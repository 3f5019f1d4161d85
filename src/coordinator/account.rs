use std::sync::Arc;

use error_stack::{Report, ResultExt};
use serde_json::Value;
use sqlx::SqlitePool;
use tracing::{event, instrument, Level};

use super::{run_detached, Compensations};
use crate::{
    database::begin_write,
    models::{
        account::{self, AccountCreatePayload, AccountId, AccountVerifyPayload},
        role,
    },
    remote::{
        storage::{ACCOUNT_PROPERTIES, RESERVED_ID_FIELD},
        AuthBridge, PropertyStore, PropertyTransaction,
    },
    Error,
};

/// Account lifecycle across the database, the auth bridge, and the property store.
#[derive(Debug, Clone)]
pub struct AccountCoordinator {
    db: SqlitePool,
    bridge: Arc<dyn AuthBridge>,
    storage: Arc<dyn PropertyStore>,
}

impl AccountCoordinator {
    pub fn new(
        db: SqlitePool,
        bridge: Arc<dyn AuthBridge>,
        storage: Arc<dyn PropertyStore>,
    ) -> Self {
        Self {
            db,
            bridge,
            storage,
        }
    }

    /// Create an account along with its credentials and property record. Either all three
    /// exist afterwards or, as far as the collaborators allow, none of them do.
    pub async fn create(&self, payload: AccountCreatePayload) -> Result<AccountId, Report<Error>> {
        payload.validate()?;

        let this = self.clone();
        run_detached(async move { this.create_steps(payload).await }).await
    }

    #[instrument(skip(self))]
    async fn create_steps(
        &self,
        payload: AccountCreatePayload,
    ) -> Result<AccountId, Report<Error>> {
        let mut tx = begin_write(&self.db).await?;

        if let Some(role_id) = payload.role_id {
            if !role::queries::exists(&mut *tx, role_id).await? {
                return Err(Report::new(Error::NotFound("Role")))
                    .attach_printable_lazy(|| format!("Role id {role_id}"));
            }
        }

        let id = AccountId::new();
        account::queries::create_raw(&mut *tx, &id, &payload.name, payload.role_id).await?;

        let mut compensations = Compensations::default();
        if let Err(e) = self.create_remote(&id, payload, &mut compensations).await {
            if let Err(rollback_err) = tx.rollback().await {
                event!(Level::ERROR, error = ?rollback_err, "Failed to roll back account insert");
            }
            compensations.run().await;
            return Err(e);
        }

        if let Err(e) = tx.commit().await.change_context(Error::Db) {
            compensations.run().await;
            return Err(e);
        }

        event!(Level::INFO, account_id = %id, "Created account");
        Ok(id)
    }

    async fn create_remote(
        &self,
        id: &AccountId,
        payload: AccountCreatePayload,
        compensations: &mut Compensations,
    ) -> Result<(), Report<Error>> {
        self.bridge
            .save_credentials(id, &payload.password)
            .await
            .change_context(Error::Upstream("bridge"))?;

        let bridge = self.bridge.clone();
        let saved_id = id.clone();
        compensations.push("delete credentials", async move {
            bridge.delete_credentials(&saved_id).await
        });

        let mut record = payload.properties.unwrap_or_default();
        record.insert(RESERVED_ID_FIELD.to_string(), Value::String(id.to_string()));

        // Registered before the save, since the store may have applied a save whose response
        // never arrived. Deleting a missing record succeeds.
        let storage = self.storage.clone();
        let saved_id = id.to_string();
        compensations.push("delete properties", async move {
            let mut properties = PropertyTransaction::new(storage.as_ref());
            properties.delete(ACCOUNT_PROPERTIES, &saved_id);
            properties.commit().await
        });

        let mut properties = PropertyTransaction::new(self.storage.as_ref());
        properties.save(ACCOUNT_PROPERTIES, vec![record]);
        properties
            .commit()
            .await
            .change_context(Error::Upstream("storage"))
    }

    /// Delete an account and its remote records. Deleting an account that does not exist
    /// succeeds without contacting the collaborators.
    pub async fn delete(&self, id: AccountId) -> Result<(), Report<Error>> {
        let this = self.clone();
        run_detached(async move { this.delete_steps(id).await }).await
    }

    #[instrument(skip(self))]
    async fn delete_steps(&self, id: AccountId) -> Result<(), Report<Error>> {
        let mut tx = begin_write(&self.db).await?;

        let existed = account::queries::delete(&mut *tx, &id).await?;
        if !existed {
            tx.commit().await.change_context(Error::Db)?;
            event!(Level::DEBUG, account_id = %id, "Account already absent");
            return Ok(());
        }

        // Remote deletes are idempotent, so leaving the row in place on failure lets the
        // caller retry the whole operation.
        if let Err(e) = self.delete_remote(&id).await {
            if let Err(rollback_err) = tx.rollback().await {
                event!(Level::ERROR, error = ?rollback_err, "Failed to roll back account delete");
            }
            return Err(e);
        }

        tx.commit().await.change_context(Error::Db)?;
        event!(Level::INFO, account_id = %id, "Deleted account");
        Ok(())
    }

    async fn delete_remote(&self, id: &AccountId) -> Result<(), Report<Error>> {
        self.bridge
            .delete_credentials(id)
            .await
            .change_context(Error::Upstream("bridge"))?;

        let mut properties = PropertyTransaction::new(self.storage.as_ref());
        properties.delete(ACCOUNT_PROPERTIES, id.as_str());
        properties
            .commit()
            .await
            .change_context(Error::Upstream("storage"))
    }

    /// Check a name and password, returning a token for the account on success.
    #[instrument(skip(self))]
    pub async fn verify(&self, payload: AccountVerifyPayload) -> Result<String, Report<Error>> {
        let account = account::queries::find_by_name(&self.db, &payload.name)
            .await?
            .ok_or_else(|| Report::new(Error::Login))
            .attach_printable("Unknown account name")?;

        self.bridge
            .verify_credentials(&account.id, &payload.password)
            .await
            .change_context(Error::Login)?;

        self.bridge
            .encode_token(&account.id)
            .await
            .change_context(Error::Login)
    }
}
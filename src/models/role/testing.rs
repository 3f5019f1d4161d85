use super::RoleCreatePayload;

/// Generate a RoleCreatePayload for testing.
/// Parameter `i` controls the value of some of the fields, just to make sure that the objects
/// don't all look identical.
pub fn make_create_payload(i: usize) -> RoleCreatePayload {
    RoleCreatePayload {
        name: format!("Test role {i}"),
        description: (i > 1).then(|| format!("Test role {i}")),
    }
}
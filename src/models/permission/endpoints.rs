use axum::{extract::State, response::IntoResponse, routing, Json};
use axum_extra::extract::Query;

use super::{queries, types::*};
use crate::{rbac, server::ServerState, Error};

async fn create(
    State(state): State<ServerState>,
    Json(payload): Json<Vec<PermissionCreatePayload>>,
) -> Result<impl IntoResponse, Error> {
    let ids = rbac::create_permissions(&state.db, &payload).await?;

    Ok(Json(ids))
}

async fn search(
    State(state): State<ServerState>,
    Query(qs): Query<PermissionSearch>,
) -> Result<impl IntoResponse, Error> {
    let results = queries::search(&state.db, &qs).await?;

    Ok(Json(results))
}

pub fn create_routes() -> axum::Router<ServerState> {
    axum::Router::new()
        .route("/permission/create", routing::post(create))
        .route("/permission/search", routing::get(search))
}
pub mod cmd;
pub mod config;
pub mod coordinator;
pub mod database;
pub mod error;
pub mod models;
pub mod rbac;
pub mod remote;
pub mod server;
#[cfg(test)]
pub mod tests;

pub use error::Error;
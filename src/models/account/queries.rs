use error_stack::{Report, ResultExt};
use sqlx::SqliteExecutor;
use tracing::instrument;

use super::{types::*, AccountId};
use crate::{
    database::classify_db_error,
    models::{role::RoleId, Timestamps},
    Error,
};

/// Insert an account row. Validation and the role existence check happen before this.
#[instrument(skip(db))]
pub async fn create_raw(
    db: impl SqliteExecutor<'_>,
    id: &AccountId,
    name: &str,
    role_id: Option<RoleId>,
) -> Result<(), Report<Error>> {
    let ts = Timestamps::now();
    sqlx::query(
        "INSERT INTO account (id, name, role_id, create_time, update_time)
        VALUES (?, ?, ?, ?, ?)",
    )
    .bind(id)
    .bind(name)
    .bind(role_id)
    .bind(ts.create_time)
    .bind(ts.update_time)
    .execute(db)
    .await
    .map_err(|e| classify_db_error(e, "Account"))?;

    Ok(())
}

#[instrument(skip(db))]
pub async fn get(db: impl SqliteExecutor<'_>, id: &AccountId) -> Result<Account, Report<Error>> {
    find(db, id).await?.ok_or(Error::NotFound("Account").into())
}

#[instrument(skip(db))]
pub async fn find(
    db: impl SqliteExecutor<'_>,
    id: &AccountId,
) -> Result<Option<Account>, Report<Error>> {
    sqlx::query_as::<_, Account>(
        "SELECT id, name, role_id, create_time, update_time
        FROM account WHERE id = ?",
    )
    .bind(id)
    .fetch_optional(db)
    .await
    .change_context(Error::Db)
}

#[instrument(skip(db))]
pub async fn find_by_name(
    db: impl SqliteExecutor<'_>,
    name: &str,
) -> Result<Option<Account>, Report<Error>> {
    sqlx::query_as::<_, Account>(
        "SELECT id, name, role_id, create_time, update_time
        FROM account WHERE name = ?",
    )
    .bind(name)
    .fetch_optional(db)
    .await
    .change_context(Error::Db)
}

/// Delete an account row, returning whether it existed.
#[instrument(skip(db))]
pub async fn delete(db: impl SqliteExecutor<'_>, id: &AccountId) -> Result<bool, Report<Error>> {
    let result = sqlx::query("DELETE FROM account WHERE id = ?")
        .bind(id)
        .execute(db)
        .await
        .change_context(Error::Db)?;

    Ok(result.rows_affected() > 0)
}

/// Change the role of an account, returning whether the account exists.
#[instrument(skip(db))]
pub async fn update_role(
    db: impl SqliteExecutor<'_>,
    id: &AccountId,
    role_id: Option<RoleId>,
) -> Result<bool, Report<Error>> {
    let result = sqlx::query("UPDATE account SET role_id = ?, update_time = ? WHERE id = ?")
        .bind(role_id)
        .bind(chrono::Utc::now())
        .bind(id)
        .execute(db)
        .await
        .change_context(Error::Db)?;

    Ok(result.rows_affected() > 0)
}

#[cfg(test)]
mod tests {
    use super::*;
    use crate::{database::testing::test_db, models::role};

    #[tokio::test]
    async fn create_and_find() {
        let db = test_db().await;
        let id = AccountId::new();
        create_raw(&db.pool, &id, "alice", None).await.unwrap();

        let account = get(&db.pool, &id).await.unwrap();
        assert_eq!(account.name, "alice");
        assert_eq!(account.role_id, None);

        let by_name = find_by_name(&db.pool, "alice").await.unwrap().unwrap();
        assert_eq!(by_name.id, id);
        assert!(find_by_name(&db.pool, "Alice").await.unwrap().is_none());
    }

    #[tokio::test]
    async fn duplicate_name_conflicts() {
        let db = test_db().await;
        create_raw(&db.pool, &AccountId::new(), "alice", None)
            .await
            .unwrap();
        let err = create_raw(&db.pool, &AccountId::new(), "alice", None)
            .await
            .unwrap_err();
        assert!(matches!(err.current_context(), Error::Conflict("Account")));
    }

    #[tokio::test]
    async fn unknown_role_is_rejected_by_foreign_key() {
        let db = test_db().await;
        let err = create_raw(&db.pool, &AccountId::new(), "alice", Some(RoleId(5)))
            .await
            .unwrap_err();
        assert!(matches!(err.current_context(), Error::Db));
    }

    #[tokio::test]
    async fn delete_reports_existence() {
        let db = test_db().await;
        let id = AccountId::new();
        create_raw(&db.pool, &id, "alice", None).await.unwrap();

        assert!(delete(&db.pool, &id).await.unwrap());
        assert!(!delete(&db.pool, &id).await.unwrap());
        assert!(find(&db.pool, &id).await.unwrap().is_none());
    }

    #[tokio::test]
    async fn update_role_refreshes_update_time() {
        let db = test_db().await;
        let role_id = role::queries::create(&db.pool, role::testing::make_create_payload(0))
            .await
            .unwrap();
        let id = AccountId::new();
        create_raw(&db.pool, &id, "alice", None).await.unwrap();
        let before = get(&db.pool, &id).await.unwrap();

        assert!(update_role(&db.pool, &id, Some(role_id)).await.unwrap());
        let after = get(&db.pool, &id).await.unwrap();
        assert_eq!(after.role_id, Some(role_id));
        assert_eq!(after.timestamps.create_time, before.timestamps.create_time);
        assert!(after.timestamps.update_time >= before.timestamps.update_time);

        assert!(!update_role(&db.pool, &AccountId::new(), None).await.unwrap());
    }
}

_ _ _ _

→ Task item:
Exactly how many lines of the records above contain "FROM"? Please state only the number.

→ Solution to this problem:
3